Herkommer K, Paiss T, Merz M, Gschwend J E, Kron M
Abteilung für Urologie, Urologische Universitätsklinik, Prittwitzstrasse 43, 89075 Ulm, Deutschland.
Urologe A. 2006 Dec;45(12):1532-9. doi: 10.1007/s00120-006-1190-8.
In a large number of studies a positive family history is documented as one of the main risk factors for the development of prostate cancer. In a US population an association between early-onset prostate cancer among familial patients and a more differentiated tumour was shown. The aim of this study was to compare clinical parameters between sporadic and familial or hereditary patients with an age at diagnosis < or =55 years.
The clinical data of prostate cancer patients with an age at diagnosis < or =55 years and who were recruited between July 1999 and the end of June 2004 to the database "familial prostate cancer in Germany" were analysed. The following data were documented for all patients: PSA at diagnosis, histopathological stage, grading, Gleason score and progression-free survival.
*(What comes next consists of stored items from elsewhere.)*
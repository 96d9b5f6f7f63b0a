//! Blocks, call statements, break and continue.

use pascalc_ast::{Block, BreakStmt, CallExpr, ContinueStmt, Expr};
use pascalc_core::CompilationError;

use crate::bytecode::OpCode;

use super::{Result, StmtCompiler};

impl<'a, 'pool> StmtCompiler<'a, 'pool> {
    /// Compile the statements of a block in order.
    pub fn compile_block(&mut self, block: &Block<'_>) -> Result<()> {
        for stmt in block.stmts {
            self.compile(stmt)?;
        }
        Ok(())
    }

    /// Compile a call made for its side effects. The result is discarded.
    pub fn compile_call_stmt(&mut self, call: &CallExpr<'_>) -> Result<()> {
        let expr = Expr::Call(call);
        self.expr_compiler().infer(&expr)?;
        self.emitter.emit(OpCode::Pop);
        Ok(())
    }

    /// Jump to the end of the innermost loop.
    pub fn compile_break(&mut self, brk: &BreakStmt) -> Result<()> {
        let target = self
            .symbols
            .innermost_loop()
            .ok_or(CompilationError::IllegalControlFlow {
                keyword: "break",
                span: brk.span,
            })?;
        self.emitter.emit_jump(OpCode::Jump, target.break_label);
        Ok(())
    }

    /// Jump to the continue point of the innermost loop.
    pub fn compile_continue(&mut self, cont: &ContinueStmt) -> Result<()> {
        let target = self
            .symbols
            .innermost_loop()
            .ok_or(CompilationError::IllegalControlFlow {
                keyword: "continue",
                span: cont.span,
            })?;
        self.emitter.emit_jump(OpCode::Jump, target.continue_label);
        Ok(())
    }
}
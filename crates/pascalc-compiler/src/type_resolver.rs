//! Resolution of declared type expressions into [`DataType`]s.
//!
//! Arrays are checked here: every range must have `from <= to`, and the
//! total cell count must fit a 32-bit length since it is pushed as an
//! integer when the backing store is allocated.

use pascalc_ast::TypeExpr;
use pascalc_core::{ArrayType, CompilationError, DataType, Range};

type Result<T> = std::result::Result<T, CompilationError>;

/// Resolve a declared type.
pub fn resolve_type(ty: &TypeExpr<'_>) -> Result<DataType> {
    if !ty.is_array() {
        return Ok(DataType::Primitive(ty.primitive));
    }

    let dimensions = ty
        .ranges
        .iter()
        .map(|r| {
            Range::new(r.from, r.to).ok_or_else(|| CompilationError::InvalidRange {
                message: format!("lower bound {} exceeds upper bound {}", r.from, r.to),
                span: r.span,
            })
        })
        .collect::<Result<Vec<_>>>()?;

    let array = ArrayType::new(ty.primitive, dimensions).ok_or_else(|| {
        CompilationError::InvalidRange {
            message: "an array needs at least one dimension".to_string(),
            span: ty.span,
        }
    })?;

    if array.size() > i32::MAX as u64 {
        return Err(CompilationError::InvalidRange {
            message: format!("{array} has more than {} cells", i32::MAX),
            span: ty.span,
        });
    }

    Ok(DataType::Array(array))
}

/// Cell count of an array type as the integer pushed before `NewArray`.
pub(crate) fn cell_count(array: &ArrayType) -> i32 {
    i32::try_from(array.size()).unwrap_or(i32::MAX)
}
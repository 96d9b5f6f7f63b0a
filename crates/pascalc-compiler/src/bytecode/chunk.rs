//! Bytecode chunk for compiled methods.
//!
//! A `BytecodeChunk` contains the compiled bytecode for a single method,
//! along with line number information for debugging.

use std::fmt::Write as _;

use super::OpCode;

/// A chunk of compiled bytecode for a single method.
///
/// Constants are stored at unit level in a `ConstantPool`, not per-method.
#[derive(Debug, Clone, Default, PartialEq, Eq)]
pub struct BytecodeChunk {
    /// The bytecode instructions.
    code: Vec<u8>,
    /// Line numbers for debugging (parallel to code).
    lines: Vec<u32>,
}

impl BytecodeChunk {
    /// Create a new empty bytecode chunk.
    pub fn new() -> Self {
        Self::default()
    }

    /// Wrap decoded code. Line information is not stored in artifacts, so
    /// every byte maps to line 0.
    pub fn from_code(code: Vec<u8>) -> Self {
        let lines = vec![0; code.len()];
        Self { code, lines }
    }

    /// Write an opcode.
    pub fn write_op(&mut self, op: OpCode, line: u32) {
        self.code.push(op as u8);
        self.lines.push(line);
    }

    /// Write a byte operand.
    pub fn write_byte(&mut self, byte: u8, line: u32) {
        self.code.push(byte);
        self.lines.push(line);
    }

    /// Write a 16-bit operand (big-endian).
    pub fn write_u16(&mut self, value: u16, line: u32) {
        for byte in value.to_be_bytes() {
            self.write_byte(byte, line);
        }
    }

    /// Write a 32-bit operand (big-endian).
    pub fn write_u32(&mut self, value: u32, line: u32) {
        for byte in value.to_be_bytes() {
            self.write_byte(byte, line);
        }
    }

    /// Overwrite a previously written 32-bit operand.
    ///
    /// Returns `false` if the operand does not lie within the chunk.
    pub fn patch_u32(&mut self, offset: usize, value: u32) -> bool {
        match self.code.get_mut(offset..offset + 4) {
            Some(slot) => {
                slot.copy_from_slice(&value.to_be_bytes());
                true
            }
            None => false,
        }
    }

    /// Drop everything written at or after `len`.
    pub fn truncate(&mut self, len: usize) {
        self.code.truncate(len);
        self.lines.truncate(len);
    }

    /// Get current code offset.
    pub fn current_offset(&self) -> usize {
        self.code.len()
    }

    /// Get the bytecode.
    pub fn code(&self) -> &[u8] {
        &self.code
    }

    /// Get the line numbers.
    pub fn lines(&self) -> &[u32] {
        &self.lines
    }

    /// Get the line number for a given offset.
    pub fn line_at(&self, offset: usize) -> Option<u32> {
        self.lines.get(offset).copied()
    }

    /// Get the length of the bytecode.
    pub fn len(&self) -> usize {
        self.code.len()
    }

    /// Check if the chunk is empty.
    pub fn is_empty(&self) -> bool {
        self.code.is_empty()
    }

    /// Read a byte at the given offset.
    pub fn read_byte(&self, offset: usize) -> Option<u8> {
        self.code.get(offset).copied()
    }

    /// Read a u16 at the given offset (big-endian).
    pub fn read_u16(&self, offset: usize) -> Option<u16> {
        let bytes = self.code.get(offset..offset + 2)?;
        Some(u16::from_be_bytes([bytes[0], bytes[1]]))
    }

    /// Read a u32 at the given offset (big-endian).
    pub fn read_u32(&self, offset: usize) -> Option<u32> {
        let bytes = self.code.get(offset..offset + 4)?;
        Some(u32::from_be_bytes([bytes[0], bytes[1], bytes[2], bytes[3]]))
    }

    /// Read an opcode at the given offset.
    pub fn read_op(&self, offset: usize) -> Option<OpCode> {
        self.code.get(offset).and_then(|&b| OpCode::from_u8(b))
    }

    /// Extract all opcodes from the chunk, skipping operands.
    ///
    /// This is useful for testing bytecode sequences without worrying about
    /// specific operand values or instruction offsets.
    pub fn opcodes(&self) -> Vec<OpCode> {
        let mut ops = Vec::new();
        let mut offset = 0;

        while offset < self.code.len() {
            if let Some(op) = self.read_op(offset) {
                ops.push(op);
                offset += 1 + op.operand_size();
            } else {
                offset += 1;
            }
        }

        ops
    }

    /// Render a human-readable listing, one instruction per line.
    pub fn disassemble(&self, name: &str) -> String {
        let mut out = format!("== {name} ==\n");
        let mut offset = 0;

        while offset < self.code.len() {
            let Some(op) = self.read_op(offset) else {
                let _ = writeln!(out, "{offset:04} <invalid {:#04x}>", self.code[offset]);
                offset += 1;
                continue;
            };
            let _ = write!(out, "{offset:04} {:<14}", op.name());
            match op.operand_size() {
                1 => {
                    let _ = write!(out, " {}", self.read_byte(offset + 1).unwrap_or(0));
                }
                2 => {
                    let _ = write!(out, " {}", self.read_u16(offset + 1).unwrap_or(0));
                }
                3 => {
                    let _ = write!(
                        out,
                        " {} {}",
                        self.read_u16(offset + 1).unwrap_or(0),
                        self.read_byte(offset + 3).unwrap_or(0) as i8
                    );
                }
                4 => {
                    let _ = write!(out, " -> {:04}", self.read_u32(offset + 1).unwrap_or(0));
                }
                _ => {}
            }
            out.push('\n');
            offset += 1 + op.operand_size();
        }

        out
    }

    /// Check if this chunk contains exactly the given opcode sequence.
    ///
    /// This ignores operand values, only checking the opcodes themselves.
    /// Panics with a descriptive message if the sequences don't match.
    #[track_caller]
    pub fn assert_opcodes(&self, expected: &[OpCode]) {
        let actual = self.opcodes();
        assert_eq!(
            actual,
            expected,
            "Bytecode mismatch.\nExpected: {:?}\nActual:   {:?}",
            expected.iter().map(|op| op.name()).collect::<Vec<_>>(),
            actual.iter().map(|op| op.name()).collect::<Vec<_>>(),
        );
    }

    /// Check if this chunk contains the given opcodes (in order, but not necessarily contiguous).
    #[track_caller]
    pub fn assert_contains_opcodes(&self, expected: &[OpCode]) {
        let actual = self.opcodes();
        let mut expected_iter = expected.iter().peekable();

        for op in &actual {
            if expected_iter.peek() == Some(&op) {
                expected_iter.next();
            }
        }

        if expected_iter.peek().is_some() {
            let remaining: Vec<_> = expected_iter.map(|op| op.name()).collect();
            panic!(
                "Missing opcodes in sequence.\nExpected to find: {:?}\nActual bytecode:  {:?}",
                remaining,
                actual.iter().map(|op| op.name()).collect::<Vec<_>>(),
            );
        }
    }
}

#[cfg(test)]
mod tests {
    use super::*;

    #[test]
    fn new_chunk_is_empty() {
        let chunk = BytecodeChunk::new();
        assert!(chunk.is_empty());
        assert_eq!(chunk.len(), 0);
    }

    #[test]
    fn write_op() {
        let mut chunk = BytecodeChunk::new();
        chunk.write_op(OpCode::Constant, 1);
        chunk.write_byte(42, 1);

        assert_eq!(chunk.len(), 2);
        assert_eq!(chunk.read_op(0), Some(OpCode::Constant));
        assert_eq!(chunk.read_byte(1), Some(42));
        assert_eq!(chunk.line_at(1), Some(1));
    }

    #[test]
    fn write_wide_operands() {
        let mut chunk = BytecodeChunk::new();
        chunk.write_u16(0x1234, 5);
        chunk.write_u32(0xDEAD_BEEF, 6);

        assert_eq!(chunk.read_u16(0), Some(0x1234));
        assert_eq!(chunk.read_u32(2), Some(0xDEAD_BEEF));
        assert_eq!(chunk.line_at(5), Some(6));
        assert_eq!(chunk.read_u32(3), None);
    }

    #[test]
    fn patch_and_truncate() {
        let mut chunk = BytecodeChunk::new();
        chunk.write_op(OpCode::Jump, 1);
        chunk.write_u32(0, 1);
        assert!(chunk.patch_u32(1, 77));
        assert!(!chunk.patch_u32(3, 1));
        assert_eq!(chunk.read_u32(1), Some(77));

        chunk.write_op(OpCode::Pop, 2);
        chunk.truncate(5);
        assert_eq!(chunk.len(), 5);
        assert_eq!(chunk.lines().len(), 5);
    }

    #[test]
    fn opcodes_with_wide_operands() {
        let mut chunk = BytecodeChunk::new();
        chunk.write_op(OpCode::Call, 1);
        chunk.write_u16(3, 1);
        chunk.write_byte(2, 1);
        chunk.write_op(OpCode::JumpIfLt, 1);
        chunk.write_u32(0, 1);
        chunk.write_op(OpCode::Return, 1);

        assert_eq!(
            chunk.opcodes(),
            vec![OpCode::Call, OpCode::JumpIfLt, OpCode::Return]
        );
    }

    #[test]
    fn disassemble_listing() {
        let mut chunk = BytecodeChunk::new();
        chunk.write_op(OpCode::GetLocal, 1);
        chunk.write_byte(2, 1);
        chunk.write_op(OpCode::Jump, 1);
        chunk.write_u32(0, 1);

        let text = chunk.disassemble("f");
        assert!(text.starts_with("== f ==\n"));
        assert!(text.contains("0000 GET_LOCAL"));
        assert!(text.contains("-> 0000"));
    }

    #[test]
    fn assert_opcodes_success() {
        let mut chunk = BytecodeChunk::new();
        chunk.write_op(OpCode::Constant, 1);
        chunk.write_byte(0, 1);
        chunk.write_op(OpCode::SetLocal, 1);
        chunk.write_byte(0, 1);

        chunk.assert_opcodes(&[OpCode::Constant, OpCode::SetLocal]);
    }

    #[test]
    #[should_panic(expected = "Bytecode mismatch")]
    fn assert_opcodes_failure() {
        let mut chunk = BytecodeChunk::new();
        chunk.write_op(OpCode::Constant, 1);
        chunk.write_byte(0, 1);

        chunk.assert_opcodes(&[OpCode::GetLocal]);
    }

    #[test]
    #[should_panic(expected = "Missing opcodes")]
    fn assert_contains_opcodes_failure() {
        let mut chunk = BytecodeChunk::new();
        chunk.write_op(OpCode::Constant, 1);
        chunk.write_byte(0, 1);

        chunk.assert_contains_opcodes(&[OpCode::Constant, OpCode::Sub]);
    }
}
The clinical data of 685 patients could be completed: 222 (32.4%) had one first-degree relative with prostate cancer, 48 of whom (7.0%) were hereditary; 463 (67.6%) were sporadic. The median age at diagnosis in the hereditary patients was 51.6 (41-55) years, in the familial patients 51.1 (35-55) years and in the sporadic patients 52.0 (38-55) years. The median follow-up was 24 months in hereditary, 36 months in familial and 35 months in sporadic patients. An initial curative therapy with radical prostatectomy or radiotherapy/brachytherapy was planned in 657/685 (95.9%) of the patients. There were no clear differences regarding PSA at diagnosis, the postoperative parameters (organ-confined disease, lymph node involvement, Gleason score, grading) and the progression-free survival in sporadic and familial or hereditary patients.
Patients with an age at diagnosis < or =55 years have a positive family history more often than all prostate cancer patients in Germany. No association could be shown between pathohistological stage or clinical course and a positive family history in patients with an age at diagnosis < or =55 years.
在大量研究中,阳性家族史被记录为前列腺癌发生的主要危险因素之一。在美国人群中,家族性患者的早发性前列腺癌与肿瘤分化程度更高之间存在关联。本研究的目的是比较诊断年龄≤55岁的散发性和家族性或遗传性前列腺癌患者的临床参数。
分析了1999年7月至2004年6月底纳入“德国家族性前列腺癌”数据库的诊断年龄≤55岁的前列腺癌患者的临床资料。记录了所有患者的以下数据:诊断时的前列腺特异性抗原(PSA)、组织病理学分期、分级、 Gleason评分和无进展生存期。
685例患者的临床资料完整:222例(32.4%)有一位患前列腺癌的一级亲属,其中48例(7.0%)为遗传性;463例(67.6%)为散发性。遗传性患者的诊断中位年龄为51.6(41 - 55)岁,家族性患者为51.1(35 - 55)岁,散发性患者为52.0(38 - 55)岁。遗传性患者的中位随访时间为24个月,家族性患者为36个月,散发性患者为35个月。657/685(95.9%)的患者计划采用根治性前列腺切除术或放疗/近距离放疗进行初始根治性治疗。散发性和家族性或遗传性患者在诊断时的PSA、术后参数(器官局限性疾病、淋巴结受累、Gleason评分、分级)和无进展生存期方面没有明显差异。
诊断年龄≤55岁的患者比德国所有前列腺癌患者更常具有阳性家族史。在诊断年龄≤55岁的患者中,病理组织学分期或临床病程与阳性家族史之间未显示出关联。